Our Alpha led the hunt. We entered a clearing and fanned out, following our instincts to box in our prey. We were drunk with adrenaline and the scent of blood. When I saw what we hunted, I wanted to leave the memory immediately.

She’s just a child, for God’s sake! What could she have done to deserve this?

A tiny girl, probably no more than ten years old, sat in the clearing. She wore a torn yellow sundress with bare feet. She had caught her ankle in a root and twisted it. She couldn’t run anymore. Her eyes were bright with fear.

Donald gave the signal—a single, short howl—and we closed in around her. I clawed at the inside of Lauren’s mind, but I was in for the duration. The worst part was I could feel her anticipation, her
joy
, at hunting this girl. It didn’t matter how old she was, or what she may or may not have done.

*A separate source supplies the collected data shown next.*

//! Payload path ignore globs.

use crate::config::RunConfig;
use crate::error::{InspectError, Result};
use globset::{Glob, GlobSet, GlobSetBuilder};
use std::collections::HashMap;

/// A compiled set of ignore globs.
#[derive(Debug, Clone)]
pub struct IgnoreSet {
    set: GlobSet,
    len: usize,
}

impl Default for IgnoreSet {
    fn default() -> Self {
        Self {
            set: GlobSet::empty(),
            len: 0,
        }
    }
}

impl IgnoreSet {
    pub fn new<S: AsRef<str>>(patterns: &[S]) -> Result<Self> {
        let mut builder = GlobSetBuilder::new();
        for pattern in patterns {
            let pattern = pattern.as_ref();
            let glob = Glob::new(pattern)
                .map_err(|e| InspectError::config(format!("invalid glob '{pattern}': {e}")))?;
            builder.add(glob);
        }
        let set = builder
            .build()
            .map_err(|e| InspectError::config(format!("cannot build glob set: {e}")))?;
        Ok(Self {
            set,
            len: patterns.len(),
        })
    }

    #[must_use]
    pub fn is_match(&self, path: &str) -> bool {
        self.len > 0 && self.set.is_match(path)
    }

    #[must_use]
    pub const fn len(&self) -> usize {
        self.len
    }

    #[must_use]
    pub const fn is_empty(&self) -> bool {
        self.len == 0
    }
}

/// Global and per-inspection ignore sets of a run.
#[derive(Debug, Clone, Default)]
pub struct IgnoreRules {
    global: IgnoreSet,
    per_inspection: HashMap<String, IgnoreSet>,
}

impl IgnoreRules {
    pub fn from_config(config: &RunConfig) -> Result<Self> {
        let global = IgnoreSet::new(&config.ignores)?;
        let per_inspection = config
            .inspection_ignores
            .iter()
            .map(|(name, globs)| Ok((name.clone(), IgnoreSet::new(globs)?)))
            .collect::<Result<HashMap<_, _>>>()?;
        Ok(Self {
            global,
            per_inspection,
        })
    }

    /// Whether `inspection` should skip the payload path.
    #[must_use]
    pub fn is_ignored(&self, inspection: &str, path: &str) -> bool {
        self.global.is_match(path)
            || self
                .per_inspection
                .get(inspection)
                .is_some_and(|set| set.is_match(path))
    }
}

#[cfg(test)]
mod tests {
    use super::*;

    #[test]
    fn test_ignore_set_matching() {
        let set = IgnoreSet::new(&["/usr/share/doc/**", "*.pyc"]).expect("valid globs");
        assert!(set.is_match("/usr/share/doc/foo/README"));
        assert!(set.is_match("/usr/lib/python3/x.pyc"));
        assert!(!set.is_match("/usr/bin/foo"));
        assert_eq!(set.len(), 2);
    }

    #[test]
    fn test_empty_set_matches_nothing() {
        let set = IgnoreSet::default();
        assert!(set.is_empty());
        assert!(!set.is_match("/anything"));
    }

    #[test]
    fn test_invalid_glob() {
        let err = IgnoreSet::new(&["/usr/["]).expect_err("invalid");
        assert!(matches!(err, InspectError::Config(_)));
    }

    #[test]
    fn test_rules_per_inspection() {
        let config = RunConfig::builder()
            .ignore("/tmp/**")
            .inspection_ignore("permissions", "/var/**")
            .build();
        let rules = IgnoreRules::from_config(&config).expect("rules");
        assert!(rules.is_ignored("filechanges", "/tmp/x"));
        assert!(rules.is_ignored("permissions", "/var/lib/x"));
        assert!(!rules.is_ignored("filechanges", "/var/lib/x"));
    }
}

Lauren lived for the hunt, lived to please her Alpha.

The quiet sounds of the forest and our advance were broken by a shotgun report. The wolf to my left yelped and dropped to the ground. The rest of us regrouped to face the new threat.

Lauren knew the man with the shotgun as the child’s father. He charged in and scooped up the girl, then turned to run. We didn’t need a signal to follow. This time Lauren led the charge. We nipped at the man’s heels and sank into his pant leg. We tasted blood, and it was intoxicating. We wanted more.

Let me out. I don’t need to know any more. I hated Donald before, and this just further convinces me you all need to die. Just let me out of your head!

The man ran toward the lights of a small house. He was burdened, so we closed in on him easily. I leaped and bit down on his calf hard enough to bring him down. He threw the girl and screamed at her to run for the house. She limped, but made it inside before the others of my pack caught up.

The man leveled his gun at my head, but Alpha lunged and knocked it away so the sting of the shot only grazed my side. The rest of the pack boxed the man in, and I locked my jaws onto his gun hand. His weapon dropped.

Alpha didn’t go for the man’s throat. Instead he ripped at his abdomen, spilling his intestines and making him scream for mercy. Alpha pulled and gnawed at the man’s insides while we watched, holding him down at first. After a while, he stopped struggling. His scream turned to anguished sobs, and then just to moans. Alpha backed away and let the others get a piece of the man. With his heart still beating, the blood stayed fresh and warm. We tore him to pieces while his daughter looked on from the house.